Segment Start: RECORD SET
use std::time::{Duration, Instant};

use anyhow::{Context, Result};
use builder_app_core::app_core::AppStore;
use builder_app_core::persistence::FilePersistence;
use builder_app_core::ports::{ProjectsSource, SettingsRepo};
use builder_app_core::sources::{FileProjectsSource, HttpProjectsSource};
use builder_app_core::viewmodel::ProjectsViewVm;
use builder_app_core::{AppKernel, ClientSettings, ProjectsView};
use tracing::{debug, warn};

use crate::ProjectsFrom;

const POLL_INTERVAL: Duration = Duration::from_millis(20);

pub fn projects_source(
    from: ProjectsFrom,
    settings: &ClientSettings,
) -> Result<Box<dyn ProjectsSource>> {
    Ok(match from {
        ProjectsFrom::Depot(url) => {
            let settings = ClientSettings {
                depot_url: url,
                ..settings.clone()
            };
            Box::new(HttpProjectsSource::new(&settings)?)
        }
        ProjectsFrom::File(path) => Box::new(FileProjectsSource::new(path)),
    })
}

/// Mounts a projects view, waits up to `wait` for the fetch to report back,
/// and returns what the view renders at that point.
pub fn cmd_projects(source: Box<dyn ProjectsSource>, wait: Duration) -> ProjectsViewVm {
    let mut kernel = AppKernel::new(AppStore::default(), source);
    let mut view = ProjectsView::new();
    view.mount(&kernel);

    let deadline = Instant::now() + wait;
    let mut reported = false;
    while Instant::now() < deadline {
        if kernel.tick() > 0 {
            reported = true;
            break;
        }
        std::thread::sleep(POLL_INTERVAL);
    }

    if !reported {
        warn!("Timed out after {:?} waiting for projects", wait);
    }
    debug!(phase = ?view.phase(), "rendering projects");

    let vm = view.render(&kernel);
    view.unmount();
    vm
}

pub fn cmd_settings_show(repo: &impl SettingsRepo) -> Result<String> {
    let settings = repo.load()?;
    serde_json::to_string_pretty(&settings).context("Failed to serialize settings")
}

pub fn cmd_settings_set_depot_url(repo: &impl SettingsRepo, url: &str) -> Result<ClientSettings> {
    let depot_url = builder_infra::normalize_base_url(url)?;
    let mut settings = repo.load()?;
    settings.depot_url = depot_url.to_string();
    repo.save(&settings)?;
    Ok(settings)
}

pub fn cmd_settings_set_timeout(repo: &impl SettingsRepo, secs: u64) -> Result<ClientSettings> {
    let mut settings = repo.load()?;
    settings.request_timeout_secs = builder_config::clamp_timeout_secs(secs);
    repo.save(&settings)?;
    Ok(settings)
}

pub fn load_settings(persistence: &FilePersistence) -> ClientSettings {
    match persistence.load_settings() {
        Ok(s) => s.with_env_override(),
        Err(e) => {
            warn!("Failed to load settings, using defaults: {e:#}");
            ClientSettings::default().with_env_override()
        }
    }
}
Segment End: RECORD SET
- EXERCISE AIM
Write out every line of the data that holds the word "ProjectsFrom".

- SOLUTION TO THE PROBLEM
use crate::ProjectsFrom;
    from: ProjectsFrom,
        ProjectsFrom::Depot(url) => {
        ProjectsFrom::File(path) => Box::new(FileProjectsSource::new(path)),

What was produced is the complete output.